EU poised to block Iceland’s mackerel landings
Iceland’s mackerel landings may be blocked from entering European Union ports, as the dispute over quotas is set to intensify.
Participants in the European Economic Area (EEA) — comprising the 27 EU member states plus Norway, Iceland and Lichtenstein — will meet on Friday to decide on a ban.
According to Scottish MEP Struan Stevenson, a member of the European Parliament’s fisheries committee, EU Fisheries Commissioner Maria Damanaki will inform the EEA that the EU is poised to block all mackerel landings into EU ports from Icelandic vessels.
“The blockade of our ports to Iceland’s pelagic fleet will take immediate effect following tomorrow’s meeting of the EEA joint committee,” Stevenson declared in a statement on Thursday.
But Damanaki’s spokesperson clarified to SeafoodSource on Thursday that while the ban will be on the agenda of the EEA joint committee on Friday, the date of implementation has yet to be confirmed.
In mid-2010, Iceland and the Faeroe Islands sparked fury among Scottish fishermen after setting unilateral mackerel quotas far higher than catches in previous years. The Faeroes set its 2010 mackerel quota at 85,000 metric tons, more than three times the 2009 quota, while Iceland targeted 130,000 metric tons of mackerel last year. The entire EU mackerel quota for 2010 came in at 130,000 metric tons.

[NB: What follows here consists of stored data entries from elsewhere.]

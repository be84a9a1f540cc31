use clap::{Parser, Subcommand};
use std::path::{Path, PathBuf};

use tinnitus_core::Config;

mod commands;
mod host;

#[derive(Parser)]
#[command(name = "tinnitus-cli", version, about = "Tinnitus Relief CLI")]
struct Cli {
    /// Configuration file (default: $TINNITUS_CONFIG or ~/.config/tinnitus-relief/config.toml)
    #[arg(long, global = true)]
    config: Option<PathBuf>,
    /// Do not print feedback cues
    #[arg(long, global = true)]
    no_haptics: bool,
    /// Log more (-v debug, -vv trace); RUST_LOG overrides
    #[arg(short, long, action = clap::ArgAction::Count, global = true)]
    verbose: u8,
    #[command(subcommand)]
    command: Commands,
}

#[derive(Subcommand)]
enum Commands {
    /// List activities by tab
    Activities,
    /// Daily tinnitus tips
    Tips,
    /// About and emergency help
    About,
    /// Run a guided routine
    Session(commands::session::SessionArgs),
    /// Breathing focus
    Breathe(commands::games::BreatheArgs),
    /// Tap pattern memory game (taps read from stdin)
    Pattern(commands::games::GameArgs),
    /// Color puzzle (choices read from stdin)
    Color(commands::games::GameArgs),
    /// Configuration inspection
    Config {
        #[command(subcommand)]
        action: commands::config::ConfigAction,
    },
}

fn load_config(path: Option<&Path>) -> Result<Config, Box<dyn std::error::Error>> {
    let config = match path {
        Some(path) => Config::load_from(path)?,
        None => Config::load()?,
    };
    Ok(config)
}

fn main() {
    let cli = Cli::parse();
    host::init_logging(cli.verbose);

    let result = load_config(cli.config.as_deref()).and_then(|mut config| {
        if cli.no_haptics {
            config.settings.haptics = false;
        }
        match cli.command {
            Commands::Activities => commands::content::activities(&config),
            Commands::Tips => commands::content::tips(),
            Commands::About => commands::content::about(),
            Commands::Session(args) => commands::session::run(args, &config),
            Commands::Breathe(args) => commands::games::breathe(args, &config),
            Commands::Pattern(args) => commands::games::pattern(args, &config),
            Commands::Color(args) => commands::games::color(args, &config),
            Commands::Config { action } => commands::config::run(action, &config),
        }
    });

    if let Err(e) = result {
        eprintln!("error: {e}");
        std::process::exit(1);
    }
}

For years, the EU, Norway and the Faeroes have cooperated with a unified mackerel quota set and distributed between all three. Until recently, Iceland hardly fished for mackerel in its 200-mile exclusive economic zone. However, a considerable increase in the mackerel stock in northern waters, which some scientists attribute to climate change and rising ocean temperatures, led the Icelandic and Faroese governments to boost their mackerel quotas considerably.
Scottish fishermen argue the ramping up Iceland’s quota will impact the fishery’s sustainability, which they have worked hard to bolster, and threaten an industry worth GBP 135 million to the Scottish economy in 2009.
Exacerbating the ire of the Scots further, in December Iceland set a 2011 mackerel quota of 146,818 metric tons. The EU and Norway have set a quota of 583,882 metric tons for 2011, out of a recommended total allowable catch of nearly 650,000 metric tons.
Last month, Tomas H. Heidar, Iceland’s chief negotiator for mackerel, said the EU’s and Norway’s quota decision is “totally unjustified and amounts to a decision to overfish mackerel.”
“The EU and Norway are not the sole owners of the mackerel stock, and by taking almost all the recommended total allowable catch they disregard the legitimate interests of the other two coastal states, Iceland and the Faeroe Islands, as well as the interests of Russia,” said Heidar.